As reported by Beritabali.com, Sandiaga introduced the term “dark tourism” via the Instagram Account of his Ministry on 09 July 2021.

Numerous destinations in Indonesia qualify as “dark tourism locales,” including, among others:

  • The Tsunami Museum in Aceh, North Sumatra. The museum covering 2,500 square meters commemorates the tragic earthquake and subsequent tsunami of 26 December 2004, estimated to have killed at least 220,000 people in Indonesia and thousands more in countries bordering the Indian Ocean. The museum is home to a room listing the names of the dead and a “Tsunami Hallway” that simulates the experience of being caught in a tidal wave. There is also a darkened room showing videos and imagery from one of the greatest natural disasters in human history. 

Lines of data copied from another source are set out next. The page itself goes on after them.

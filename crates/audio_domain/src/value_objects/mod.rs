//! Value Objects - Immutable, identity-less audio primitives

mod audio_chunk;
mod audio_parameters;
mod container_file;
mod mime_type;

pub use audio_chunk::AudioChunk;
pub use audio_parameters::{AudioParameters, DEFAULT_BITS_PER_SAMPLE, DEFAULT_SAMPLE_RATE};
pub use container_file::ContainerFile;
pub use mime_type::{MimeType, WAV_EXTENSION, known_extension};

  • The Bali Bombing Monument in Kuta, Bali. The monument bears the names of 202 victims from Indonesia and 20 other nations who died in the bombing attack on two Kuta nightspots on 12 October 2002.
  • The Sisa Hartaku Museum in Sleman, Yogyakarta. This museum standing in the surrounding community of Sleman, Central Java, commemorates the eruption of Mount Merapi Volcano on 26 October 2010. That eruption cost tens of lives, including the “juru kunci” or “master of the mountain” Mbah Maridjan. The private home of Riyanto was converted into a museum exhibit. The house displays relics and stark proof of the destruction wreaked by the volcanic explosion. The skeletons of farm animals and pets are strewn around the museum foreground, laying where they fell when they perished on that fateful day. 

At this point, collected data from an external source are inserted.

//! Chunk source and audio store implementations
//!
//! - `gemini_stream` - typed decoding of the streaming response body
//! - `http_source` - chunk source over a live HTTP response
//! - `memory` - chunk source over already received chunks
//! - `file_store` - audio store writing to the local filesystem

pub mod file_store;
pub mod gemini_stream;
pub mod http_source;
pub mod memory;

pub use file_store::FileAudioStore;
pub use gemini_stream::{StreamDecoder, decode_stream_body};
pub use http_source::HttpStreamSource;
pub use memory::VecChunkSource;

  • Makam Juang Mandor. Located in the Regency of Landak, West Kalimantan, the ceremonial graveyard commemorates the massacre of an estimated 21,037 Indonesian at the hands of Japanese occupying forces in 1943 and 1944. “The Mandor Tragedy” is located 88 kilometers from the City of Pontianak. 
  • Lubang Buaya. Found on the outskirt of Jakarta’s Halim Perdama Kusuma Airport, the Lubang Buaya (Crocodile Pit) is a 75-centimeter-wide and 12-meter-deep hole where the mutilated bodies of 7 high-ranking victims of Indonesia’s failed Communist coup were unceremoniously dumped on “the night of the generals” on 30 September 1965.
  • Lumpur Lapindo. Located at Sidoardjo in East Java is the “Mud of Lapindo” – the still-active mud volcano that disgorged millions of cubic meters of mud, displacing thousands causing Rp. 1,9 trillion in damages. Numerous international researchers laid the blame for the disaster at the feet of mistakes made in drilling for natural gas by PT Lapindo Brantas – an Indonesian oil and gas exploration company that in which a majority shareholding was by the powerful Bakrie family.

Indonesia has myriad other potential “dark tourism destinations” remaining to be discovered as the historical home to catastrophic earthquakes, volcanic eruptions, and historical battles.